● **DESCRIPTION OF THE TASK**: How many of the lines below hold the word "LedgerError"? Answer only with the number.

[Collected data entries]
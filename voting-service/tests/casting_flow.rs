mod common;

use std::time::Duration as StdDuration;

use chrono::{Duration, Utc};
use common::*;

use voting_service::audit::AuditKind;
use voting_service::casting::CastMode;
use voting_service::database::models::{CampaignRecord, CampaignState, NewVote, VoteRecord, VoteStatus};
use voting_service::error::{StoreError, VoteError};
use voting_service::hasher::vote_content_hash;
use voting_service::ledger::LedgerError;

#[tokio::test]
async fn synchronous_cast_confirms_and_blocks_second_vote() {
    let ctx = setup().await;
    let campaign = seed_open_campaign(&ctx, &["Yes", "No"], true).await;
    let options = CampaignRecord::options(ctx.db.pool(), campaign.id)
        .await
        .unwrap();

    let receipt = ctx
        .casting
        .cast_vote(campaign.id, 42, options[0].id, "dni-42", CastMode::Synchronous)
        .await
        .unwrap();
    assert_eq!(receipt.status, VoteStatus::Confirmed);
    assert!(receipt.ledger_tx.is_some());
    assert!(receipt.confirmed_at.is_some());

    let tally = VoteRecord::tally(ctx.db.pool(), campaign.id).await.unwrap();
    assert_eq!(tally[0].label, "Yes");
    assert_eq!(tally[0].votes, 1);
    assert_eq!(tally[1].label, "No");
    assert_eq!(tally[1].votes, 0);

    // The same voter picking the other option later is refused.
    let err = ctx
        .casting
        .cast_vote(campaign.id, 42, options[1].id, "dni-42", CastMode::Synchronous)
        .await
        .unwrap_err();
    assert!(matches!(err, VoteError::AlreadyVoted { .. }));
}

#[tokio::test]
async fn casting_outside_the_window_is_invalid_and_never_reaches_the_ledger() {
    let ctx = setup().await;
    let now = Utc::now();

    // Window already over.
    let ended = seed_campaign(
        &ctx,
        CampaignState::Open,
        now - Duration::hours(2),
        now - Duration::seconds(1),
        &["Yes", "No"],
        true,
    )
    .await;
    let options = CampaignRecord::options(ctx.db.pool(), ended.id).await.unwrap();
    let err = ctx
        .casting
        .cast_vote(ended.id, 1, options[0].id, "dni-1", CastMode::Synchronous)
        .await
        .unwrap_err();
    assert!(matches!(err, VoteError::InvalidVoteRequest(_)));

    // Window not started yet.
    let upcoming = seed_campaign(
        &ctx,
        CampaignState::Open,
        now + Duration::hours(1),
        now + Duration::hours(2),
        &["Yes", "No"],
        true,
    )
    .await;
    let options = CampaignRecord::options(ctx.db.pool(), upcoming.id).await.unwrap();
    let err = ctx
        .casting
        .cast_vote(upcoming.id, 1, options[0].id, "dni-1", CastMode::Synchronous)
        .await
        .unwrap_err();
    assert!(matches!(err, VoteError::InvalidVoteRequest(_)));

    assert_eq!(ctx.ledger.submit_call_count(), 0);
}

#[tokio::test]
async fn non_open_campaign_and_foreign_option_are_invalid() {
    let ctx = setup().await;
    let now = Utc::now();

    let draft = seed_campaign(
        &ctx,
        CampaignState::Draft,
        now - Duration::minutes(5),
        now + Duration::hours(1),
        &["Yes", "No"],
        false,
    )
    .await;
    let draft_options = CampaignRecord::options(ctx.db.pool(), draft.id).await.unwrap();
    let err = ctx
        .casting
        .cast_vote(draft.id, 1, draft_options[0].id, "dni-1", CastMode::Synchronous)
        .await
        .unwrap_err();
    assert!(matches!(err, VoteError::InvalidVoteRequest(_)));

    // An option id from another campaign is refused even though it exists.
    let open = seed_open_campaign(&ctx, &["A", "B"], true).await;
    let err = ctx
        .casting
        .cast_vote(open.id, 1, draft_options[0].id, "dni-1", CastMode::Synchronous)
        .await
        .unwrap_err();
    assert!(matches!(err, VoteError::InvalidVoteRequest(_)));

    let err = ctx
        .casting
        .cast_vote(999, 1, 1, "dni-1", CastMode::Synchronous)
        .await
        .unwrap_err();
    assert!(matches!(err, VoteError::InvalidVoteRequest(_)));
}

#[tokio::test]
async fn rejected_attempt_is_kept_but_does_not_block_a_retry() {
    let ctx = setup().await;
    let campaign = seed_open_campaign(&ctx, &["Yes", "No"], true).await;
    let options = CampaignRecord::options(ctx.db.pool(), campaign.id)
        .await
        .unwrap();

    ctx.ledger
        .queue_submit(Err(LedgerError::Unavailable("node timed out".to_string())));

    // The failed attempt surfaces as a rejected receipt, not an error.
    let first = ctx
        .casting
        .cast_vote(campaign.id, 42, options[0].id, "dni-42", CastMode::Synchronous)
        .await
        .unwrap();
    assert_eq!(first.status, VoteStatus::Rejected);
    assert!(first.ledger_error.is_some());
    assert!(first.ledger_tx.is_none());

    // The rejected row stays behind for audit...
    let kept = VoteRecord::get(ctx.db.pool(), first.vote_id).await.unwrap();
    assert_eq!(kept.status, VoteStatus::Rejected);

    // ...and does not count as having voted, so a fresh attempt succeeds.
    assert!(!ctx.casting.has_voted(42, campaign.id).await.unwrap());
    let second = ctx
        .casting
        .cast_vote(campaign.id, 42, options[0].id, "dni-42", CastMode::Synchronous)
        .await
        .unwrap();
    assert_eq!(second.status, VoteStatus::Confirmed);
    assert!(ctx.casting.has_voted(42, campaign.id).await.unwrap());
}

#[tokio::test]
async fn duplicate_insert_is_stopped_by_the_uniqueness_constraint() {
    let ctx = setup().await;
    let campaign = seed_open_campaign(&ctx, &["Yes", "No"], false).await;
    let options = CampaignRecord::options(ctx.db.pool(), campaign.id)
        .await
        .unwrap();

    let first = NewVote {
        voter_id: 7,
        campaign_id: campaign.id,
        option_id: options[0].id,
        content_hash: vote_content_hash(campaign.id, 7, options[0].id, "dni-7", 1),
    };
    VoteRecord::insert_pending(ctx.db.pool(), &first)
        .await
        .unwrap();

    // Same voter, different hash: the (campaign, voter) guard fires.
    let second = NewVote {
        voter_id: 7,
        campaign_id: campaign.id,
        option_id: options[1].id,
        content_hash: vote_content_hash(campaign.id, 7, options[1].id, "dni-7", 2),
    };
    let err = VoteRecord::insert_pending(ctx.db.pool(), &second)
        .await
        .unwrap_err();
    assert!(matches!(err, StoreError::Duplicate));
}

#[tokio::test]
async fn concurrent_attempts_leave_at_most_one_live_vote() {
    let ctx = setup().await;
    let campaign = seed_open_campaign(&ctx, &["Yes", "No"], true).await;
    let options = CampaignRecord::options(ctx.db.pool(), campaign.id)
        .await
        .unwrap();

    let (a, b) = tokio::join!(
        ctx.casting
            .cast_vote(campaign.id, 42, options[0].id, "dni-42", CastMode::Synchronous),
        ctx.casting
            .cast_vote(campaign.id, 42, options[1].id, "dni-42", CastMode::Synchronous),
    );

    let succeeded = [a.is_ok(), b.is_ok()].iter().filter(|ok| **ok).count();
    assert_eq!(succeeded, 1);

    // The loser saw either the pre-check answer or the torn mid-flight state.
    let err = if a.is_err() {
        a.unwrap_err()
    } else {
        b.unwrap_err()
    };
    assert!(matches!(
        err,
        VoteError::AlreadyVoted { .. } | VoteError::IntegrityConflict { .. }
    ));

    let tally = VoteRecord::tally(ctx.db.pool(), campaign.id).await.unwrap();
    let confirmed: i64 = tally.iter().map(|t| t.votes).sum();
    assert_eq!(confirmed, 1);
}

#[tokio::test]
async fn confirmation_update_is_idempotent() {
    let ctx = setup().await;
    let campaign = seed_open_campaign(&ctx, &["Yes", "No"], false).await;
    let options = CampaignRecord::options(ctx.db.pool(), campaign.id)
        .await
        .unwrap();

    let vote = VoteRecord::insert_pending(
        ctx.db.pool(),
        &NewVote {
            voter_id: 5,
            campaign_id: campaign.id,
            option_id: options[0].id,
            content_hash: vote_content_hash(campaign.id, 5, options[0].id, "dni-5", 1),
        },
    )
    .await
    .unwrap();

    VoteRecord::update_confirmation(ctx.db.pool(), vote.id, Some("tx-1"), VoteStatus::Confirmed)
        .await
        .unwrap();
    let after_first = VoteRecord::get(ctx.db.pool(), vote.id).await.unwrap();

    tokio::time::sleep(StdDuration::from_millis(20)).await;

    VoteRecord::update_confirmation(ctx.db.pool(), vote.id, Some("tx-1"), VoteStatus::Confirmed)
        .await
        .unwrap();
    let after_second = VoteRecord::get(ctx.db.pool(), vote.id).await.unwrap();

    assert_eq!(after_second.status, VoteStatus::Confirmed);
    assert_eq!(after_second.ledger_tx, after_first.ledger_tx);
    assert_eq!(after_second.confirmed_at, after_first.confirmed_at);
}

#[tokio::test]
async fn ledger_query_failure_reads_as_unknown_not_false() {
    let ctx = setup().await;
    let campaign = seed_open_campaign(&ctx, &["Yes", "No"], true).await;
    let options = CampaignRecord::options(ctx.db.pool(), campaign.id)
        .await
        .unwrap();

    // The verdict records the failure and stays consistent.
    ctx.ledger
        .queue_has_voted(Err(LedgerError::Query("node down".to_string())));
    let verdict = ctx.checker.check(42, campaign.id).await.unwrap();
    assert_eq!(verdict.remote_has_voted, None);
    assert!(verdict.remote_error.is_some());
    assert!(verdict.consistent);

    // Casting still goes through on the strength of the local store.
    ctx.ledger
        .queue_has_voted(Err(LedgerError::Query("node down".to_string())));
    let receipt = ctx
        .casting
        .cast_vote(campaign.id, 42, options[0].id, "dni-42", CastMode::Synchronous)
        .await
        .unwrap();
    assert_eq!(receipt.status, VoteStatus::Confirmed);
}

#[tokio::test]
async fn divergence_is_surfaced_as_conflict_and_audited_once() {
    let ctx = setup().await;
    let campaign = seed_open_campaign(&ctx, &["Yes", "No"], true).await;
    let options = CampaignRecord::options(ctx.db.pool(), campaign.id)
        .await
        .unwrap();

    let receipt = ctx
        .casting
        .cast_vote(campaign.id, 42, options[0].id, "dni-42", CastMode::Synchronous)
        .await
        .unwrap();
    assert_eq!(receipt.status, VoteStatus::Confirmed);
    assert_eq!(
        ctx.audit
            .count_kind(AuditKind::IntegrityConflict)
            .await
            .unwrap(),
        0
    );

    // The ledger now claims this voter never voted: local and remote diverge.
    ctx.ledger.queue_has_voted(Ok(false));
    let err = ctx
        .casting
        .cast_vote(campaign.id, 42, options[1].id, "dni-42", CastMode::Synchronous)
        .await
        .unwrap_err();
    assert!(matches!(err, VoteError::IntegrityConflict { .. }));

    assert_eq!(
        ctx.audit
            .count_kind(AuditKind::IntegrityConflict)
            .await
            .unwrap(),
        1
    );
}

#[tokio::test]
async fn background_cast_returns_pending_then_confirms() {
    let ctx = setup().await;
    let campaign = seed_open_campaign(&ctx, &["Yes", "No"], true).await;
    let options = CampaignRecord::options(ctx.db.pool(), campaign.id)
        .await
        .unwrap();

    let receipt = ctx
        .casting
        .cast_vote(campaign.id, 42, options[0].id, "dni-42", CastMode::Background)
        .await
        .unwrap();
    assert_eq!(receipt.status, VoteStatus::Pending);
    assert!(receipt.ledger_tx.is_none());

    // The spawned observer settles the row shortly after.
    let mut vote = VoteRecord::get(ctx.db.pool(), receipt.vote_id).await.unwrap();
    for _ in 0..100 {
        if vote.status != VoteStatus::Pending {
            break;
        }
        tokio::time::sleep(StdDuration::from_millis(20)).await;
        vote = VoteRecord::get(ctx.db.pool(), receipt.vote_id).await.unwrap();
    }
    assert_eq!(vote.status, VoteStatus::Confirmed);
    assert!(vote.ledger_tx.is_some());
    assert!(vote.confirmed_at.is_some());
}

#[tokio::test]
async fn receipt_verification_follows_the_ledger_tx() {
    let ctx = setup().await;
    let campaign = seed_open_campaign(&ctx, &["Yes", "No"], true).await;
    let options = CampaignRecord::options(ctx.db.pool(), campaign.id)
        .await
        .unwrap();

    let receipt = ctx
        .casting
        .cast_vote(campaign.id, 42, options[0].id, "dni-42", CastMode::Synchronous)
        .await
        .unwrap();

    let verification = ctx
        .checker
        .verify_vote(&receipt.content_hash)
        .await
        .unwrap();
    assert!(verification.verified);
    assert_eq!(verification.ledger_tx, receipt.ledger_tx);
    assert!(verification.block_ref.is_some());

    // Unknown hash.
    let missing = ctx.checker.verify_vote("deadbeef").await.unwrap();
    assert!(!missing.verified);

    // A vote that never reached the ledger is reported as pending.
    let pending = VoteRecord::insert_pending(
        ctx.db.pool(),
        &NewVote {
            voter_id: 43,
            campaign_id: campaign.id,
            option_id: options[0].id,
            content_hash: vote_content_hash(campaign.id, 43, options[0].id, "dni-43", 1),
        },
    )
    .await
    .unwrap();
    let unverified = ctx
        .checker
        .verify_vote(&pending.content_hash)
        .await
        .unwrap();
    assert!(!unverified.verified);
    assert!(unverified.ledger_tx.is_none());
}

● **EXERCISE ANSWER**: 4